Task requirements = Only lines holding "core" are needed; copy each of them from the data below.

======== Records for this task ========

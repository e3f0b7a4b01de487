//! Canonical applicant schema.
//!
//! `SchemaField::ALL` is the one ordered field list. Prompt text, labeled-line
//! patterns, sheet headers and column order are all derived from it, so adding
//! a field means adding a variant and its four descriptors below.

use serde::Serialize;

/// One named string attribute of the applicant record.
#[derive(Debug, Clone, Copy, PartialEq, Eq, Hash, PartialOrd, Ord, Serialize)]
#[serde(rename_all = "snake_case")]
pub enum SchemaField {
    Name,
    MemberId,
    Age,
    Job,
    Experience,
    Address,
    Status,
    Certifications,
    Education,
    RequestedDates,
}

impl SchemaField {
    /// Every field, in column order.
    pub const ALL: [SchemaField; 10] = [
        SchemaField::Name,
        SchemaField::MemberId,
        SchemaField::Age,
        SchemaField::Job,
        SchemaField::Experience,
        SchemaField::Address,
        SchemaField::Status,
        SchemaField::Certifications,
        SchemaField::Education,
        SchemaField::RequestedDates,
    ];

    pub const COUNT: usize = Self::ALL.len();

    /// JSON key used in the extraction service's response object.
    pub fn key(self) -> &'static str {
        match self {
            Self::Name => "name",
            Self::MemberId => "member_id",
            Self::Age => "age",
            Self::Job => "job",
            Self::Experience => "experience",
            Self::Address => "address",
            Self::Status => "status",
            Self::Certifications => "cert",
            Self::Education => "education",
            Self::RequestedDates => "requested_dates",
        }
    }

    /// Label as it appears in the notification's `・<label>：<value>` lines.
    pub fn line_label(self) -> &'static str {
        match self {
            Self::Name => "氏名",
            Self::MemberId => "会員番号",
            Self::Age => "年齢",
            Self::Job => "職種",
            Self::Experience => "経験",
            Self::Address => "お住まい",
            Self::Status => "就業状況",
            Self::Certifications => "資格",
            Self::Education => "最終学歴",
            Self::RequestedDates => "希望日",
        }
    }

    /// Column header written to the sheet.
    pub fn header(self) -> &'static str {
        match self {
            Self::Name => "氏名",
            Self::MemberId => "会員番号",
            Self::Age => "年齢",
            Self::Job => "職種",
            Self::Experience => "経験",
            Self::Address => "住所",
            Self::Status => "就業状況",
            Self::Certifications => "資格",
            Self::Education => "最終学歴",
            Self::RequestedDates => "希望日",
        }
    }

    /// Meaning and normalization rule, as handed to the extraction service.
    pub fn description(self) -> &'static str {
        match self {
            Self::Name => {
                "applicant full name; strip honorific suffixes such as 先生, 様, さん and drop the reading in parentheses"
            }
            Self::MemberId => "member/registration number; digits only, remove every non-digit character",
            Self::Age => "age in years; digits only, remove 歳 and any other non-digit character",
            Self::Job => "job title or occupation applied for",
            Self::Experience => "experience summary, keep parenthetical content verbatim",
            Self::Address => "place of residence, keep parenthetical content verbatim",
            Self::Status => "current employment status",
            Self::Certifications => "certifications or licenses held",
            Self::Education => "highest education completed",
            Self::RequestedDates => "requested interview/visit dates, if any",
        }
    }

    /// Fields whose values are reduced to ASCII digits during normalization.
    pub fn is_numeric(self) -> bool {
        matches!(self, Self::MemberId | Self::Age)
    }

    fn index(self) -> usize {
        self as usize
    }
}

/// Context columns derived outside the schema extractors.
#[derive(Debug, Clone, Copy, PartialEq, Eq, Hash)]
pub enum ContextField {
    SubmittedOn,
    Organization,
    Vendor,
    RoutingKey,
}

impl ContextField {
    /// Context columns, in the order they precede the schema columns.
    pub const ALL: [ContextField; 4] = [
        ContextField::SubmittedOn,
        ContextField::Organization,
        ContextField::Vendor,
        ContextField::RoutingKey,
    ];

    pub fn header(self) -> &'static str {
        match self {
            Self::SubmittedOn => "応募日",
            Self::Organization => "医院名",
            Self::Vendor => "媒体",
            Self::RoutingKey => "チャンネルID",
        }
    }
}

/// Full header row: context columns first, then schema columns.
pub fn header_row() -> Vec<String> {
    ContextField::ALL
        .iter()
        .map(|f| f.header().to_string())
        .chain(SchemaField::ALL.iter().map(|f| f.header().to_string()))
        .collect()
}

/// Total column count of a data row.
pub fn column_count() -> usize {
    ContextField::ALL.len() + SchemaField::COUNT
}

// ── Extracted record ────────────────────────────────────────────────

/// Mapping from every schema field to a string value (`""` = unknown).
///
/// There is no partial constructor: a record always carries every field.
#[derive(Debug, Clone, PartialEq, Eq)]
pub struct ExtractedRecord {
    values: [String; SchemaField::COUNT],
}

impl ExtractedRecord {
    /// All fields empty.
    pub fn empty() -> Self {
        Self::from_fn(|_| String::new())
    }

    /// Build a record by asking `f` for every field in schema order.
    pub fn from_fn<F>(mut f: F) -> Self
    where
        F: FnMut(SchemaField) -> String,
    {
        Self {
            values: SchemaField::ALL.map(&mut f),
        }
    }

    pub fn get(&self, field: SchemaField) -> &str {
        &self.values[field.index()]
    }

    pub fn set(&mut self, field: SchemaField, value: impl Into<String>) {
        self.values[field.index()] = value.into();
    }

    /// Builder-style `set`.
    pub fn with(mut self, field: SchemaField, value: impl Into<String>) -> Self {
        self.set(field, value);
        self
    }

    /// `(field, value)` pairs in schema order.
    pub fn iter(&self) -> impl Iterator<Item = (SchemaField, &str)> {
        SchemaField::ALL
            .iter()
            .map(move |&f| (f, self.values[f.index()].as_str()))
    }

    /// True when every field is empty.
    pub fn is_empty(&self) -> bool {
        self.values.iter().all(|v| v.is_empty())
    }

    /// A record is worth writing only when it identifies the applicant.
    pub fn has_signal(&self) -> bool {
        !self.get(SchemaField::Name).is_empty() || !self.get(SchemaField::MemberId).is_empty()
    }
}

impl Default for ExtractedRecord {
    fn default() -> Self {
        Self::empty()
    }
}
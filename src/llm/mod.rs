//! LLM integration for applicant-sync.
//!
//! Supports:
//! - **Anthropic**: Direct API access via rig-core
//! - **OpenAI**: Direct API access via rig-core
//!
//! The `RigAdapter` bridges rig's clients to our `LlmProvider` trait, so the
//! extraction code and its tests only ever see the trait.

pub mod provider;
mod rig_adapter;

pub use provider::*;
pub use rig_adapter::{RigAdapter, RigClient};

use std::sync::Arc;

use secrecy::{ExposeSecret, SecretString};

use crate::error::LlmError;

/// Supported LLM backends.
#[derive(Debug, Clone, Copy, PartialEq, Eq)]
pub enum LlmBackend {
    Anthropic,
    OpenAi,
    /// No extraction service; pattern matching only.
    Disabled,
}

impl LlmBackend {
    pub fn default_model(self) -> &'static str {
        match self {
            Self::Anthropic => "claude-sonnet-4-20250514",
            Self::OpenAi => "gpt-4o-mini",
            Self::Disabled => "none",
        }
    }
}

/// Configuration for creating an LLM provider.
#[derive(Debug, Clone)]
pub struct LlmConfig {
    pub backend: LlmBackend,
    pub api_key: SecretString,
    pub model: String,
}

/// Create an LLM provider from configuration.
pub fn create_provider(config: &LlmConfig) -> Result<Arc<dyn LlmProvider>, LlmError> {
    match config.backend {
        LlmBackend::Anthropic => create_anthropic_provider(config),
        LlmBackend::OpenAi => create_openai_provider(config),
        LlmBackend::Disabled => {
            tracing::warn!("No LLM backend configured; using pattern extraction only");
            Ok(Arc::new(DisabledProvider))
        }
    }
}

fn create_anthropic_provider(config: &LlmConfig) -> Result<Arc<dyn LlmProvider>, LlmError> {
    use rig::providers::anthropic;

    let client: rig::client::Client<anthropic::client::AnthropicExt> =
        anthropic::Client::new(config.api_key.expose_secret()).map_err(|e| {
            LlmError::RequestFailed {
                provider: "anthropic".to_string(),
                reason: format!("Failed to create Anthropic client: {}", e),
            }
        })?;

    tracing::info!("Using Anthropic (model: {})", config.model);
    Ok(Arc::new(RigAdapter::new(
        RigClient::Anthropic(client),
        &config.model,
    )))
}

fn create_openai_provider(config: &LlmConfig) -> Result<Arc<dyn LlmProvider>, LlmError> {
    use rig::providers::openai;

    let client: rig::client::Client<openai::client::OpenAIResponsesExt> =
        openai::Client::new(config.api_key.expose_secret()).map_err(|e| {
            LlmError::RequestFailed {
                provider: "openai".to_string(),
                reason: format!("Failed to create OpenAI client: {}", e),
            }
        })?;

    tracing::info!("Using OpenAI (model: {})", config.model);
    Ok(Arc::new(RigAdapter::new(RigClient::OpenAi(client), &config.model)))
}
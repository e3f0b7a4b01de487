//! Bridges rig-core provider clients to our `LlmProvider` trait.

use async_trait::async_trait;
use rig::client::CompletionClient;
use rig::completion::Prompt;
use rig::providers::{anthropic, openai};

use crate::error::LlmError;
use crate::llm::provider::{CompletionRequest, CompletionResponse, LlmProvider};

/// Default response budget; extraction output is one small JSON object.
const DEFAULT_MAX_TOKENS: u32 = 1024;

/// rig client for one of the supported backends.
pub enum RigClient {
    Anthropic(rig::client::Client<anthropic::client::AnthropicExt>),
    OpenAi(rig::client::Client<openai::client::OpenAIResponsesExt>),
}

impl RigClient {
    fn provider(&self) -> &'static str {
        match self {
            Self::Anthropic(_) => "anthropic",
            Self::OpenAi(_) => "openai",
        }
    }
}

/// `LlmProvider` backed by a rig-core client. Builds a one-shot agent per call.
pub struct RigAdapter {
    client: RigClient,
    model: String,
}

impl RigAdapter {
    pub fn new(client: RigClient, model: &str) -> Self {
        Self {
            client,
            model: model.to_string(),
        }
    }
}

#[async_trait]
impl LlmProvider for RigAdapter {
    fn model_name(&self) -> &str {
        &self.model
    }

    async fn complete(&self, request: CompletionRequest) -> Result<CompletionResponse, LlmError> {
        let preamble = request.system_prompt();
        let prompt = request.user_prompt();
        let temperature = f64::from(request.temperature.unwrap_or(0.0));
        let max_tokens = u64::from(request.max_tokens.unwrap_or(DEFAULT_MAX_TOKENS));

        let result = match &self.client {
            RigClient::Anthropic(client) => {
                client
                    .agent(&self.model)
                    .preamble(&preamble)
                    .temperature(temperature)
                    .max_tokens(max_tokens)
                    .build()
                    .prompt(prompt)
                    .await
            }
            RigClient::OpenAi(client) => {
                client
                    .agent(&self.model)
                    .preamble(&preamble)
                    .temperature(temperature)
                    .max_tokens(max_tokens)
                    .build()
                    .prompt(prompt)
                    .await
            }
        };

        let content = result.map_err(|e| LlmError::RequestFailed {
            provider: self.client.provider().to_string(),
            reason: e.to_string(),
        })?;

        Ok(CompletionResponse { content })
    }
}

========

Output of the task =
//! - **Anthropic**: Direct API access via rig-core
//! - **OpenAI**: Direct API access via rig-core
//! Bridges rig-core provider clients to our `LlmProvider` trait.
/// `LlmProvider` backed by a rig-core client. Builds a one-shot agent per call.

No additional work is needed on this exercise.